Information provided:
^^^^^^^^^^^^^^^^

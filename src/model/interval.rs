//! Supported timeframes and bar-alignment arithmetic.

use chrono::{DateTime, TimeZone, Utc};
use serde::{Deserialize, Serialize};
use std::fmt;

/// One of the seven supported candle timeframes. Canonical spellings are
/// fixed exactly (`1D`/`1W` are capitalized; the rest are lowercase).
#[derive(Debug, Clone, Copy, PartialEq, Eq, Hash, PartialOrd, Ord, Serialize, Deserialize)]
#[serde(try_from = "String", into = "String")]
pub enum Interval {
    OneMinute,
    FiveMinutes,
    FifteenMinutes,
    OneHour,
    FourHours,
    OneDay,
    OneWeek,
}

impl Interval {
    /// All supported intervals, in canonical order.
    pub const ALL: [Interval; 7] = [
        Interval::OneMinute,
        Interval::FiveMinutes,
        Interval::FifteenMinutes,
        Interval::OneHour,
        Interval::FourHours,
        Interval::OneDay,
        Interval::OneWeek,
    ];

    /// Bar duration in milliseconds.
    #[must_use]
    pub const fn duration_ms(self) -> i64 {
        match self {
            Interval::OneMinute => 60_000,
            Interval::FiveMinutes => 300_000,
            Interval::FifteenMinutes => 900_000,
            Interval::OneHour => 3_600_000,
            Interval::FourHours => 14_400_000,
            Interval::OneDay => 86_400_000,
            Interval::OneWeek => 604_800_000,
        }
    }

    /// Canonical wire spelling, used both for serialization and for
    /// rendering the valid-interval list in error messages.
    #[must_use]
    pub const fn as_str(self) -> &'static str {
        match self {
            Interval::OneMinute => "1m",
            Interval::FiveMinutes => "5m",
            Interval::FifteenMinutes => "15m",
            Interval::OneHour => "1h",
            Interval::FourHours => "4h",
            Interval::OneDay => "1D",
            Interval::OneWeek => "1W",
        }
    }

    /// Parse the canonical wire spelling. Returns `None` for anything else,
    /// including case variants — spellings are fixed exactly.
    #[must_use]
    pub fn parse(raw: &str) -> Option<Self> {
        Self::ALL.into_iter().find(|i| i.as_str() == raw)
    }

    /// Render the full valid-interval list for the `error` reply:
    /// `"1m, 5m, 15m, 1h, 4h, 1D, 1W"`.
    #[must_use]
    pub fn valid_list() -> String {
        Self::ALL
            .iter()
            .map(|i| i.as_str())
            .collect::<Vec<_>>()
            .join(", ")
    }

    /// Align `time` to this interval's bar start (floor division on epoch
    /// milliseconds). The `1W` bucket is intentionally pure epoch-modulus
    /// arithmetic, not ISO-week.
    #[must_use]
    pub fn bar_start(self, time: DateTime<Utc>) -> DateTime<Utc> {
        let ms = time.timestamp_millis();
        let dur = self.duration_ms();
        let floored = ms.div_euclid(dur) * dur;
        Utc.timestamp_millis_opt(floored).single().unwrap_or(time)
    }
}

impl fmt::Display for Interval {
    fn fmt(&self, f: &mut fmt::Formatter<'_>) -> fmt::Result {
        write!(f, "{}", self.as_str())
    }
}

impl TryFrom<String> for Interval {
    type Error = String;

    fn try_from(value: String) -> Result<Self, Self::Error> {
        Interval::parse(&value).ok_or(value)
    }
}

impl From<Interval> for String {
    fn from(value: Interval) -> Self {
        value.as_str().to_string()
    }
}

^^^^^^^^^^^^^^^^

Activity: For the listing above, give the number of lines in which the string "fixed" occurs, and nothing else.

Exercise result: 2